Copy out each line of the entries where the word "static" is present.

*** Supplied material ***

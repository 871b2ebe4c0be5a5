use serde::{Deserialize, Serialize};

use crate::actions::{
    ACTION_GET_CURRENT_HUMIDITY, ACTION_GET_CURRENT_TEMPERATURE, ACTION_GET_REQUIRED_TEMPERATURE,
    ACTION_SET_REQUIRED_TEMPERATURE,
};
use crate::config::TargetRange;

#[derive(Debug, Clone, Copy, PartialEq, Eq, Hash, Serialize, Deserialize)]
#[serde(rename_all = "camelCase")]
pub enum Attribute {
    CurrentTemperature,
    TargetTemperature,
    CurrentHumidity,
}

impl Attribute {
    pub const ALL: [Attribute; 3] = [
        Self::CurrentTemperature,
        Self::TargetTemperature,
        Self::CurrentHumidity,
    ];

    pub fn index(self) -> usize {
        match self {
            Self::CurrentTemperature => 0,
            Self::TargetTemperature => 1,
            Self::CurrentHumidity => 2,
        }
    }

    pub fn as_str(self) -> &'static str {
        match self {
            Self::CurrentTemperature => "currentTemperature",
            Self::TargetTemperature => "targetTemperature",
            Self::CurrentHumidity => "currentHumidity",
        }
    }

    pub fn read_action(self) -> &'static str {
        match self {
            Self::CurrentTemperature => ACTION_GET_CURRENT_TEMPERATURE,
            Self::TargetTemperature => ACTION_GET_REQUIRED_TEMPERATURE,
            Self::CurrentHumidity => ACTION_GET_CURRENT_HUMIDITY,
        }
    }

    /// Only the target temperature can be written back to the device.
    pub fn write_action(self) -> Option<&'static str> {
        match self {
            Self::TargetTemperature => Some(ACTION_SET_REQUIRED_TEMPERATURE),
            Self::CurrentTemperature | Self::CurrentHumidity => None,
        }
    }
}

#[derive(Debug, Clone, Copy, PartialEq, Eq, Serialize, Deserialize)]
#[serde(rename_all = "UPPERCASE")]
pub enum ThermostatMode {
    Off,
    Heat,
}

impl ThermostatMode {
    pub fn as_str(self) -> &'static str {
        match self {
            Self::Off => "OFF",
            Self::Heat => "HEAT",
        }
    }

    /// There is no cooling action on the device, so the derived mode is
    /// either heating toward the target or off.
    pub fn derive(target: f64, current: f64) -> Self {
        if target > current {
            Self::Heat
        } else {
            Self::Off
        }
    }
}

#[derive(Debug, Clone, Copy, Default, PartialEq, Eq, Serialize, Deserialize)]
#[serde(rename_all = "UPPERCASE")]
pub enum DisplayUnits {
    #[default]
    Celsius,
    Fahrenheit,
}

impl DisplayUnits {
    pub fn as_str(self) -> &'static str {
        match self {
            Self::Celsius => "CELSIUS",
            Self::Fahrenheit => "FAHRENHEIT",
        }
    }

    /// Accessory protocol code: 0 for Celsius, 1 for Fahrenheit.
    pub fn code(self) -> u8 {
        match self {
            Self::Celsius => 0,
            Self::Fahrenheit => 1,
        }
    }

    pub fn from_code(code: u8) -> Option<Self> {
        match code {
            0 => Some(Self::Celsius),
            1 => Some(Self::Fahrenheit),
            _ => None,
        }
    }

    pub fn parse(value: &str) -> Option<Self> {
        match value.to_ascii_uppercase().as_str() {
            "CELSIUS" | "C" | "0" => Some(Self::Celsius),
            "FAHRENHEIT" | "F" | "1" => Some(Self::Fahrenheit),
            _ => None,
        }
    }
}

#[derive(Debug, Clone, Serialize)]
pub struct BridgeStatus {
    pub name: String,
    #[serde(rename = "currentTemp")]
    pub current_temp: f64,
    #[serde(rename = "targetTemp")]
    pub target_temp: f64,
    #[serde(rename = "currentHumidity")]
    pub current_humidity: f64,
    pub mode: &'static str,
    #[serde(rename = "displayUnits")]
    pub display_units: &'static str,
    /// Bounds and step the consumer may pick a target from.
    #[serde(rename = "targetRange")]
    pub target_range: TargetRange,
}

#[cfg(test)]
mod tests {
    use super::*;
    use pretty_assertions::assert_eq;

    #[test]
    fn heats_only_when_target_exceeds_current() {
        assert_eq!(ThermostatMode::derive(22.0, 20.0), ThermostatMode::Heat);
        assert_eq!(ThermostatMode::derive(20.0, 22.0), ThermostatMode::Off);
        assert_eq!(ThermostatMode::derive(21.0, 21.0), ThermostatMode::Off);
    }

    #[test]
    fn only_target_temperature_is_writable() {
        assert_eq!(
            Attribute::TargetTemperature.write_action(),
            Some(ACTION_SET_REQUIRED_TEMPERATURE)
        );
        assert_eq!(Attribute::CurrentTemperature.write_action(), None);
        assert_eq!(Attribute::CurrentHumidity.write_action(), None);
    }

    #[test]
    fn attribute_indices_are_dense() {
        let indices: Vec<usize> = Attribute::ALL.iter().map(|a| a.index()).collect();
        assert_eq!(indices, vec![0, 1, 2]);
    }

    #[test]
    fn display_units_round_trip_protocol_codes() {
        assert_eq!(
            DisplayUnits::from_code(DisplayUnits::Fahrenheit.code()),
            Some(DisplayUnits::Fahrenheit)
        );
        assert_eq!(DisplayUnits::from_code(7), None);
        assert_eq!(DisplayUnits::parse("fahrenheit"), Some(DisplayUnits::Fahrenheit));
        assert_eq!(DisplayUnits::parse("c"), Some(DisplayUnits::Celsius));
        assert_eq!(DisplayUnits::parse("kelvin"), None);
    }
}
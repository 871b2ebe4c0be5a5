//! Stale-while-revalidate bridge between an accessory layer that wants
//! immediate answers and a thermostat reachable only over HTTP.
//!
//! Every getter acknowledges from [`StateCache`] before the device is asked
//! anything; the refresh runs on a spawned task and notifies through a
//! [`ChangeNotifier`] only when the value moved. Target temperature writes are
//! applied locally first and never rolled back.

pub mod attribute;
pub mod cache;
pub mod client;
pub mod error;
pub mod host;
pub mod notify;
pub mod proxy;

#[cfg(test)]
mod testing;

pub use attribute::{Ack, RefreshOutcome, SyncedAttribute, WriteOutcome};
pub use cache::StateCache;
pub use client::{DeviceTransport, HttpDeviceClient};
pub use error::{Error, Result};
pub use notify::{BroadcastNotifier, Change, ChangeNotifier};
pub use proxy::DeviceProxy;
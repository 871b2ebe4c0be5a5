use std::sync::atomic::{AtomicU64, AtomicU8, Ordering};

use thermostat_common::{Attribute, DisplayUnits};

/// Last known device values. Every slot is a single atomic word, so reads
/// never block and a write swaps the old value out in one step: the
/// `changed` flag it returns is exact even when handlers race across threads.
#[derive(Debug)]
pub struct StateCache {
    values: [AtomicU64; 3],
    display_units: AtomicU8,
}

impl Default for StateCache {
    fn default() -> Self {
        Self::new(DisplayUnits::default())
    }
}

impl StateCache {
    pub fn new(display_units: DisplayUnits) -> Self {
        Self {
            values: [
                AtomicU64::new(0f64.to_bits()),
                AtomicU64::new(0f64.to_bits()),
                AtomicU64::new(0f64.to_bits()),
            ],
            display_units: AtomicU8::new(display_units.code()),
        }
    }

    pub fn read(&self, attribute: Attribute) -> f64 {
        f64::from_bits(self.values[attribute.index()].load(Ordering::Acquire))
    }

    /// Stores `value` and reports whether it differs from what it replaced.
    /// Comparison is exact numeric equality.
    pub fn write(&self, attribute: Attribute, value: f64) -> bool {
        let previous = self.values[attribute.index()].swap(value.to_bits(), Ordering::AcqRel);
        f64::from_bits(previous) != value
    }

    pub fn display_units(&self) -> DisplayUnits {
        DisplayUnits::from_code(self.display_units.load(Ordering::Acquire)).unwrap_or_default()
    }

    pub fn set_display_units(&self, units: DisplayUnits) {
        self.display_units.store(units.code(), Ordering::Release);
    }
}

***
*** Supplied material ***

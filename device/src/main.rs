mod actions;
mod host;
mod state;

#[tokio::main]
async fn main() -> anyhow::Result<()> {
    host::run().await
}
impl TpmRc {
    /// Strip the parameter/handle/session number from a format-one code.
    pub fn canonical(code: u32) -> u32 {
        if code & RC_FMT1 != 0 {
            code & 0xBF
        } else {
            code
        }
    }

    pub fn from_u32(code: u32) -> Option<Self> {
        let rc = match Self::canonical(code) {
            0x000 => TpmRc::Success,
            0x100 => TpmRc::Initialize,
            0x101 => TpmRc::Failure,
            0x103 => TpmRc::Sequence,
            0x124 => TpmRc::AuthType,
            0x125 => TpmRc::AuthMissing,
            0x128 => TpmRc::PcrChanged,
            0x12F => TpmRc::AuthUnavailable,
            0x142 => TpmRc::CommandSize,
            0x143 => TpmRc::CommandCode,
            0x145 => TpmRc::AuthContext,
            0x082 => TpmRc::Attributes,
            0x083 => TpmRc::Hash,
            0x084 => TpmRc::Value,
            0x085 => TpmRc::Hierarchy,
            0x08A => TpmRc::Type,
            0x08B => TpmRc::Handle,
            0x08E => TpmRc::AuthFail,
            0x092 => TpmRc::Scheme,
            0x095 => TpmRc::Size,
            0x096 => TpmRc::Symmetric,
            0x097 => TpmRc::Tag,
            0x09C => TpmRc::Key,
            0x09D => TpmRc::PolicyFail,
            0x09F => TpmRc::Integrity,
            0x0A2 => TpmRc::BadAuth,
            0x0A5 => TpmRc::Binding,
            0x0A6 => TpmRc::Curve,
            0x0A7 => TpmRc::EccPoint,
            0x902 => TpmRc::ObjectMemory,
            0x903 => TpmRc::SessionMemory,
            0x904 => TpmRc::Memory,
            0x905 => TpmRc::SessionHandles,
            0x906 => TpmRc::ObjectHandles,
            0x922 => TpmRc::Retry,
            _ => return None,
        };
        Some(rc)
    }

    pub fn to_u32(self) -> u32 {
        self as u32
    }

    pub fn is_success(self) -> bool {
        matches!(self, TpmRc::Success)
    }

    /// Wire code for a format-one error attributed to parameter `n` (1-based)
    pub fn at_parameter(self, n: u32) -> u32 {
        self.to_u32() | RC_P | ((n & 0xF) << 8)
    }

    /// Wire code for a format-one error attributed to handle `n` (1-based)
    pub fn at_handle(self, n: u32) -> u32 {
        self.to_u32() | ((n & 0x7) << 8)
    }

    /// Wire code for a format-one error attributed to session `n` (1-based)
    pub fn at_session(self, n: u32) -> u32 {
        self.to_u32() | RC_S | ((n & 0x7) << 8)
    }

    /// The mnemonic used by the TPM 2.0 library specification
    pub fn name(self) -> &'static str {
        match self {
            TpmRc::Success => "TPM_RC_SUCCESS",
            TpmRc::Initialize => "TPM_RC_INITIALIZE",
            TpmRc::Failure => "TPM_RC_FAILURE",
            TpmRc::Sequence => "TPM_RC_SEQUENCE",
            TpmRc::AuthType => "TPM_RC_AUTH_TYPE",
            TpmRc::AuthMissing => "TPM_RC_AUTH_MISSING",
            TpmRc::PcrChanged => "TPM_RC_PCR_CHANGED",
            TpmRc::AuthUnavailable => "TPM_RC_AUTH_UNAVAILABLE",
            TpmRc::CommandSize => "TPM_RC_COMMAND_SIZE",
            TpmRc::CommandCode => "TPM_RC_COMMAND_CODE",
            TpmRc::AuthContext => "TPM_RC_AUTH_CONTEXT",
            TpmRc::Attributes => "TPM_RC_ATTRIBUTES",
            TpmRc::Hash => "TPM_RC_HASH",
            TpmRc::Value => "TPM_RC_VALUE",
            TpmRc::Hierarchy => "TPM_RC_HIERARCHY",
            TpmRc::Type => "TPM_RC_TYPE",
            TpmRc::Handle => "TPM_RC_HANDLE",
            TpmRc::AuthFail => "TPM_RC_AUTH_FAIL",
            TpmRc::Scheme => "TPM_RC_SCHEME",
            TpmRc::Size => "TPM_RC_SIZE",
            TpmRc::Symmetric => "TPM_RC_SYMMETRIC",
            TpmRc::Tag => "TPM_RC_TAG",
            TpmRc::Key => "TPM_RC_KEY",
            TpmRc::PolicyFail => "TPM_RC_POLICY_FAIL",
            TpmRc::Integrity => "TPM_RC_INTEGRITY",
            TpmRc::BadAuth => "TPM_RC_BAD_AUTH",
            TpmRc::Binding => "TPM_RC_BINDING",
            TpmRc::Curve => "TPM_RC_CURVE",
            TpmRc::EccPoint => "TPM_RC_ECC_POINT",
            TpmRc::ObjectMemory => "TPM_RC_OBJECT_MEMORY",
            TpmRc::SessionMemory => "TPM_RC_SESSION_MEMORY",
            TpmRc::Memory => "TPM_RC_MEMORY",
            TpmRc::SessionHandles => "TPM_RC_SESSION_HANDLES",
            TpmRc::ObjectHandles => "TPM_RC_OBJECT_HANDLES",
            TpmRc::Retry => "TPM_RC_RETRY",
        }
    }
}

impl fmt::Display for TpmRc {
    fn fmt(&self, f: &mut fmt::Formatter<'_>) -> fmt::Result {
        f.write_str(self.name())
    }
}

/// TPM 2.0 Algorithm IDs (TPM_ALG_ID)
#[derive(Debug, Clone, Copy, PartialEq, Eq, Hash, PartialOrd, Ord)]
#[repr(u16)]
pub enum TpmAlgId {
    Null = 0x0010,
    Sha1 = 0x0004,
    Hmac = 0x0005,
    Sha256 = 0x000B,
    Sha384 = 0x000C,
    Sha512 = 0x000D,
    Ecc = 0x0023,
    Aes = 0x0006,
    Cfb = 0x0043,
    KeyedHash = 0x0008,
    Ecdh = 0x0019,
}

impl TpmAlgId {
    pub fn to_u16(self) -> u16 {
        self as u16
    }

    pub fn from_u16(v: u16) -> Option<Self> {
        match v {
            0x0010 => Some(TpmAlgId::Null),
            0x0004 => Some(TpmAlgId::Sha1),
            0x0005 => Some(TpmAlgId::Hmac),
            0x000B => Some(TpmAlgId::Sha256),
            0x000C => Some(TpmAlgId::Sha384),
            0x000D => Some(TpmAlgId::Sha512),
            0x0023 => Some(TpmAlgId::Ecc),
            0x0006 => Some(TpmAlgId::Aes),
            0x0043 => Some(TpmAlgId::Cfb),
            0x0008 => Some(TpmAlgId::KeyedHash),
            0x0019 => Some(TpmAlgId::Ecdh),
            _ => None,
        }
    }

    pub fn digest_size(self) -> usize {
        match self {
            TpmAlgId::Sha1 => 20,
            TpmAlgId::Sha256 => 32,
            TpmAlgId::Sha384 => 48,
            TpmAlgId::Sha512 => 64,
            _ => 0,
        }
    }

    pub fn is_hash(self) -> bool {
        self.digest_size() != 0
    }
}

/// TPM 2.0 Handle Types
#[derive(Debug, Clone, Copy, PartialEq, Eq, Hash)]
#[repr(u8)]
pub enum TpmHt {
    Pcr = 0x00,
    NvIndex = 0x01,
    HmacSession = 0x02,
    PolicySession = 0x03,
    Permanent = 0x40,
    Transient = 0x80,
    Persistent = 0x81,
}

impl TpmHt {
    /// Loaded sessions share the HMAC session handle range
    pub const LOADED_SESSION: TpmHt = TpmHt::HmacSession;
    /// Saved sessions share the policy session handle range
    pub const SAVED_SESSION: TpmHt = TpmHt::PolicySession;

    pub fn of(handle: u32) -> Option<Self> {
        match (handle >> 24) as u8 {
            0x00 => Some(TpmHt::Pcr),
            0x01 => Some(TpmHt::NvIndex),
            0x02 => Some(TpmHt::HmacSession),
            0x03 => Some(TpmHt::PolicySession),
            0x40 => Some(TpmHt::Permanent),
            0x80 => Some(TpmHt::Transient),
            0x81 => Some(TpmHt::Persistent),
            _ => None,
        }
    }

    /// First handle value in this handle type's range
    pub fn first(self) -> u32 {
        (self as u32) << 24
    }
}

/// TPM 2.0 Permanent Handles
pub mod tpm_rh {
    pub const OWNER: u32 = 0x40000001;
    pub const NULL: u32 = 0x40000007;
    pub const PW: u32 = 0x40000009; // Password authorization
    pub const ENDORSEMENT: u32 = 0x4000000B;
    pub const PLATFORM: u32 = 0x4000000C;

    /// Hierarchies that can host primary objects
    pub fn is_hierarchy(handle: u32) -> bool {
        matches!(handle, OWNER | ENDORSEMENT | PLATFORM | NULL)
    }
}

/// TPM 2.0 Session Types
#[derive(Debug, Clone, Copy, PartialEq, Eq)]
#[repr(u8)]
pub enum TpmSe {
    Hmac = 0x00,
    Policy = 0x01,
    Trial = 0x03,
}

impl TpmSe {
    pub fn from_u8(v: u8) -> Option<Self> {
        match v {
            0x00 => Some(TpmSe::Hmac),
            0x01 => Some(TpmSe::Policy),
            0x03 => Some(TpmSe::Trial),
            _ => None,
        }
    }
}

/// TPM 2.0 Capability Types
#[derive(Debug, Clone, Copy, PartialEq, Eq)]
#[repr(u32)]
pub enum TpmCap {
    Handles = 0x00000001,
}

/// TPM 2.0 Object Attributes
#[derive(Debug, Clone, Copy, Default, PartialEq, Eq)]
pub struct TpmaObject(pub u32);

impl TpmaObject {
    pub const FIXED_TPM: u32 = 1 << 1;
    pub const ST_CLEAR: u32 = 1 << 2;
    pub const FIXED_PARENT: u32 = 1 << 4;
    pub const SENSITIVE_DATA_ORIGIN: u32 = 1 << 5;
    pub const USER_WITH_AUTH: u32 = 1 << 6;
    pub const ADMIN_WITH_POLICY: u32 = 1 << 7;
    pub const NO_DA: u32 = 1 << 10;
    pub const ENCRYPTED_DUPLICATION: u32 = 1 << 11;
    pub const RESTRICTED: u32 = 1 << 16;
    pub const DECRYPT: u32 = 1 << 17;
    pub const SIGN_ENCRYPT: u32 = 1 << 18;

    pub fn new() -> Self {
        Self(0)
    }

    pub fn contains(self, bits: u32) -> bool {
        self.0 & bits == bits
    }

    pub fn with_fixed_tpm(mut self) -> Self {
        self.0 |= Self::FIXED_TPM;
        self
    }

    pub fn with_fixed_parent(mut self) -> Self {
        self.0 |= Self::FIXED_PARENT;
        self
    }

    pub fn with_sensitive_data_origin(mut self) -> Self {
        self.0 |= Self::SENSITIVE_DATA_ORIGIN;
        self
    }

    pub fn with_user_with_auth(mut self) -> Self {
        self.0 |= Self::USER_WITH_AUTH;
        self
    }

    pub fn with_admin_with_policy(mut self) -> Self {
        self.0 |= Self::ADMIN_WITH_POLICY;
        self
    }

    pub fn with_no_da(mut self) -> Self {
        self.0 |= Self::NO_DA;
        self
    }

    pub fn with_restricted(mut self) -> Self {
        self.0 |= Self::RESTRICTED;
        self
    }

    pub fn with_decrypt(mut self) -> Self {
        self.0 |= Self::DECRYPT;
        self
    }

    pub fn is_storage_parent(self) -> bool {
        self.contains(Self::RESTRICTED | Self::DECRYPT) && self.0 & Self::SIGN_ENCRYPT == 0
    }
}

***
*** Supplied material ***

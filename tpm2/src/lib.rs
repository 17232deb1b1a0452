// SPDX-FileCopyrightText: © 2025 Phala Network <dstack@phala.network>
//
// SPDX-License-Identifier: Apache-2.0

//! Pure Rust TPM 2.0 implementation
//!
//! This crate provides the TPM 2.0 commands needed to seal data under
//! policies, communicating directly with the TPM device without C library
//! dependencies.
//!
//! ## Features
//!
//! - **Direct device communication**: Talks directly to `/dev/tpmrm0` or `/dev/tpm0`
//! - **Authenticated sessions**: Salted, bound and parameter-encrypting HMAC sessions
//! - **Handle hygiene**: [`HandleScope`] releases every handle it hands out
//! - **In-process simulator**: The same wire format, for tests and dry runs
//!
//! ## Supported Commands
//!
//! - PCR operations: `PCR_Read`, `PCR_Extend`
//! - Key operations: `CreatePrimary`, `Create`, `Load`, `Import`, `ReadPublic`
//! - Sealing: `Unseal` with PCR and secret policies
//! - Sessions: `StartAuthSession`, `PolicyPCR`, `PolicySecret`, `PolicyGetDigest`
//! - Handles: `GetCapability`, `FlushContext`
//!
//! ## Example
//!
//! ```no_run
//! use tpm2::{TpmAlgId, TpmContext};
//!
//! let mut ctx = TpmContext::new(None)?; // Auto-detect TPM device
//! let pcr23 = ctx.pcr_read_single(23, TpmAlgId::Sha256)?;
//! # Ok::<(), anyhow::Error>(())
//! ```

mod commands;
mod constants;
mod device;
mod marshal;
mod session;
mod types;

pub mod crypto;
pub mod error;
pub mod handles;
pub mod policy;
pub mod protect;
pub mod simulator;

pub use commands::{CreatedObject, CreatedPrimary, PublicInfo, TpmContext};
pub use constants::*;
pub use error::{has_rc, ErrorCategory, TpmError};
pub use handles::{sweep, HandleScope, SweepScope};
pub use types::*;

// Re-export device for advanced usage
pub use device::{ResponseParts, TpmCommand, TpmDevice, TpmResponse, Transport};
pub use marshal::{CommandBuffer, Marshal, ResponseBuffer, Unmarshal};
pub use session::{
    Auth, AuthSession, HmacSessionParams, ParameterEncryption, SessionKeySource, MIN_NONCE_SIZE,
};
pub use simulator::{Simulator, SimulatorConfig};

***

Expected output
    pub fn as_str(self) -> &'static str {
    pub fn read_action(self) -> &'static str {
    pub fn write_action(self) -> Option<&'static str> {
    pub fn as_str(self) -> &'static str {
    pub fn as_str(self) -> &'static str {
    pub mode: &'static str,
    pub display_units: &'static str,
    pub fn name(self) -> &'static str {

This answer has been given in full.